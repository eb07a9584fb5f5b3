use std::sync::Arc;

use axum::Router;
use axum::body::{Body, to_bytes};
use axum::http::{Request, StatusCode, header};
use axum::response::Response;
use tower::ServiceExt;

use special_reports_transformer::api::{SpecialReportService, router};
use special_reports_transformer::catalog::{Catalog, CatalogSettings};
use special_reports_transformer::domain::{ExternalId, RawTerm, SpecialReport, SpecialReportLink};
use special_reports_transformer::error::TransformerError;
use special_reports_transformer::identity::derive_external_id;
use special_reports_transformer::tme::TermSource;
use special_reports_transformer::transform::transform_special_report;

const TAXONOMY: &str = "SpecialReports";
const BASE_URL: &str = "http://localhost:8080/transformers/special-reports/";
const TEST_UUID: &str = "ccd5cc74-1f1b-3ac6-a563-e36dff51926c";
const GET_SPECIAL_REPORTS_RESPONSE: &str = r#"[{"apiUrl":"http://localhost:8080/transformers/special-reports/ccd5cc74-1f1b-3ac6-a563-e36dff51926c"}]"#;
const GET_SPECIAL_REPORT_BY_UUID_RESPONSE: &str = r#"{"uuid":"ccd5cc74-1f1b-3ac6-a563-e36dff51926c","alternativeIdentifiers":{"TME":["YjgzMzc1NTktYWMwOC0zNDA0LTkwMjUtYmFkNTFlYmUyZmM3-U3BlY2lhbFJlcG9ydHM="],"uuids":["ccd5cc74-1f1b-3ac6-a563-e36dff51926c"]},"prefLabel":"Global Special Reports","type":"Special Report"}"#;

#[derive(Default)]
struct DummyService {
    terms: Vec<RawTerm>,
    found: bool,
    disconnected: bool,
    reload_fails: bool,
}

impl DummyService {
    fn with_report() -> Self {
        Self {
            terms: vec![RawTerm::new(
                "Global Special Reports",
                "b8337559-ac08-3404-9025-bad51ebe2fc7",
            )],
            found: true,
            ..Self::default()
        }
    }
}

impl SpecialReportService for DummyService {
    fn count(&self) -> usize {
        self.terms.len()
    }

    fn ids(&self) -> Vec<ExternalId> {
        self.terms
            .iter()
            .map(|term| derive_external_id(&term.raw_id, TAXONOMY))
            .collect()
    }

    fn links(&self) -> Option<Vec<SpecialReportLink>> {
        if !self.found {
            return None;
        }
        Some(
            self.ids()
                .iter()
                .map(|id| SpecialReportLink::new(BASE_URL, id))
                .collect(),
        )
    }

    fn get(&self, id: &str) -> Option<SpecialReport> {
        if !self.found {
            return None;
        }
        self.terms
            .iter()
            .map(|term| transform_special_report(term, TAXONOMY))
            .find(|report| report.uuid == id)
    }

    fn reload(&self) -> Result<usize, TransformerError> {
        if self.reload_fails {
            return Err(TransformerError::SourceUnavailable {
                offset: 0,
                source: Box::new(TransformerError::TmeHttp("boom".to_string())),
            });
        }
        Ok(self.terms.len())
    }

    fn check_connectivity(&self) -> Result<(), TransformerError> {
        if self.disconnected {
            return Err(TransformerError::TmeHttp("connection refused".to_string()));
        }
        Ok(())
    }
}

fn app(service: impl SpecialReportService) -> Router {
    router(Arc::new(service))
}

async fn send(router: Router, method: &str, uri: &str) -> Response {
    router
        .oneshot(
            Request::builder()
                .method(method)
                .uri(uri)
                .body(Body::empty())
                .unwrap(),
        )
        .await
        .unwrap()
}

async fn body_text(response: Response) -> String {
    let bytes = to_bytes(response.into_body(), usize::MAX).await.unwrap();
    String::from_utf8(bytes.to_vec()).unwrap()
}

fn content_type(response: &Response) -> &str {
    response
        .headers()
        .get(header::CONTENT_TYPE)
        .and_then(|value| value.to_str().ok())
        .unwrap_or_default()
}

#[tokio::test]
async fn get_special_report_by_uuid() {
    let response = send(
        app(DummyService::with_report()),
        "GET",
        &format!("/transformers/special-reports/{TEST_UUID}"),
    )
    .await;

    assert_eq!(response.status(), StatusCode::OK);
    assert_eq!(content_type(&response), "application/json");
    assert_eq!(body_text(response).await, GET_SPECIAL_REPORT_BY_UUID_RESPONSE);
}

#[tokio::test]
async fn get_special_report_by_uuid_not_found() {
    let service = DummyService {
        found: false,
        ..DummyService::with_report()
    };
    let response = send(
        app(service),
        "GET",
        &format!("/transformers/special-reports/{TEST_UUID}"),
    )
    .await;

    assert_eq!(response.status(), StatusCode::NOT_FOUND);
    assert_eq!(content_type(&response), "application/json");
    assert_eq!(body_text(response).await, "");
}

#[tokio::test]
async fn get_special_reports() {
    let response = send(
        app(DummyService::with_report()),
        "GET",
        "/transformers/special-reports",
    )
    .await;

    assert_eq!(response.status(), StatusCode::OK);
    assert_eq!(body_text(response).await, GET_SPECIAL_REPORTS_RESPONSE);
}

#[tokio::test]
async fn get_special_reports_not_found() {
    let response = send(
        app(DummyService::default()),
        "GET",
        "/transformers/special-reports",
    )
    .await;

    assert_eq!(response.status(), StatusCode::NOT_FOUND);
    assert_eq!(body_text(response).await, "");
}

#[tokio::test]
async fn get_count() {
    let response = send(
        app(DummyService::with_report()),
        "GET",
        "/transformers/special-reports/__count",
    )
    .await;

    assert_eq!(response.status(), StatusCode::OK);
    assert_eq!(body_text(response).await, "1");
}

#[tokio::test]
async fn get_ids() {
    let response = send(
        app(DummyService::with_report()),
        "GET",
        "/transformers/special-reports/__ids",
    )
    .await;

    assert_eq!(response.status(), StatusCode::OK);
    assert!(content_type(&response).starts_with("text/plain"));
    assert_eq!(body_text(response).await, format!("{{\"id\":\"{TEST_UUID}\"}}\n"));
}

#[tokio::test]
async fn get_ids_when_empty() {
    let response = send(
        app(DummyService::default()),
        "GET",
        "/transformers/special-reports/__ids",
    )
    .await;

    assert_eq!(response.status(), StatusCode::OK);
    assert_eq!(body_text(response).await, "");
}

#[tokio::test]
async fn reload_succeeds() {
    let response = send(
        app(DummyService::with_report()),
        "POST",
        "/transformers/special-reports/__reload",
    )
    .await;

    assert_eq!(response.status(), StatusCode::OK);
}

#[tokio::test]
async fn reload_failure_is_an_internal_error() {
    let service = DummyService {
        reload_fails: true,
        ..DummyService::with_report()
    };
    let response = send(app(service), "POST", "/transformers/special-reports/__reload").await;

    assert_eq!(response.status(), StatusCode::INTERNAL_SERVER_ERROR);
    let body: serde_json::Value = serde_json::from_str(&body_text(response).await).unwrap();
    assert_eq!(
        body["message"],
        "special reports source unavailable at offset 0"
    );
}

#[tokio::test]
async fn reload_requires_post() {
    let response = send(
        app(DummyService::with_report()),
        "GET",
        "/transformers/special-reports/__reload",
    )
    .await;

    assert_eq!(response.status(), StatusCode::METHOD_NOT_ALLOWED);
}

#[tokio::test]
async fn good_to_go_reflects_connectivity() {
    let response = send(app(DummyService::with_report()), "GET", "/__gtg").await;
    assert_eq!(response.status(), StatusCode::OK);

    let service = DummyService {
        disconnected: true,
        ..DummyService::with_report()
    };
    let response = send(app(service), "GET", "/__gtg").await;
    assert_eq!(response.status(), StatusCode::SERVICE_UNAVAILABLE);
}

#[tokio::test]
async fn health_reports_tme_check() {
    let service = DummyService {
        disconnected: true,
        ..DummyService::with_report()
    };
    let response = send(app(service), "GET", "/__health").await;

    assert_eq!(response.status(), StatusCode::OK);
    let body: serde_json::Value = serde_json::from_str(&body_text(response).await).unwrap();
    assert_eq!(body["ok"], false);
    assert_eq!(body["checks"][0]["name"], "Check connectivity to TME");
    assert_eq!(body["checks"][0]["ok"], false);
    assert_eq!(body["checks"][0]["severity"], 1);
}

#[tokio::test]
async fn ping_and_build_info() {
    let response = send(app(DummyService::default()), "GET", "/__ping").await;
    assert_eq!(body_text(response).await, "pong");

    let response = send(app(DummyService::default()), "GET", "/__build-info").await;
    let body: serde_json::Value = serde_json::from_str(&body_text(response).await).unwrap();
    assert_eq!(body["name"], "special-reports-transformer");
}

struct SingleTermSource(RawTerm);

impl TermSource for SingleTermSource {
    fn list_page(&self, offset: usize) -> Result<Vec<RawTerm>, TransformerError> {
        if offset == 0 {
            return Ok(vec![self.0.clone()]);
        }
        Ok(Vec::new())
    }

    fn fetch_by_raw_id(&self, raw_id: &str) -> Result<RawTerm, TransformerError> {
        if raw_id == self.0.raw_id {
            return Ok(self.0.clone());
        }
        Err(TransformerError::TmeStatus {
            status: 404,
            message: "not found".to_string(),
        })
    }

    fn check_connectivity(&self) -> Result<(), TransformerError> {
        Ok(())
    }
}

#[tokio::test]
async fn serves_a_loaded_catalog() {
    let catalog = Catalog::load(
        SingleTermSource(RawTerm::new(
            "Business Guide to Manchester 2012",
            "8f57aae4-d6f1-4322-88b0-9d9f176ffd8c",
        )),
        CatalogSettings {
            base_url: BASE_URL.to_string(),
            taxonomy_name: TAXONOMY.to_string(),
            page_size: 100,
        },
    )
    .unwrap();
    let router = app(catalog);

    let response = send(
        router.clone(),
        "GET",
        "/transformers/special-reports/a39edaf1-534d-33b8-9e6b-d80137e75ef8",
    )
    .await;
    assert_eq!(response.status(), StatusCode::OK);
    let body: serde_json::Value = serde_json::from_str(&body_text(response).await).unwrap();
    assert_eq!(body["prefLabel"], "Business Guide to Manchester 2012");
    assert_eq!(body["type"], "Special Report");

    let response = send(router.clone(), "GET", "/transformers/special-reports/unknown").await;
    assert_eq!(response.status(), StatusCode::NOT_FOUND);

    let response = send(router, "GET", "/transformers/special-reports/__count").await;
    assert_eq!(body_text(response).await, "1");
}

--------------------

Looking at the entries, count the lines where the word "SpecialReportLink" appears, and state the count by itself.

3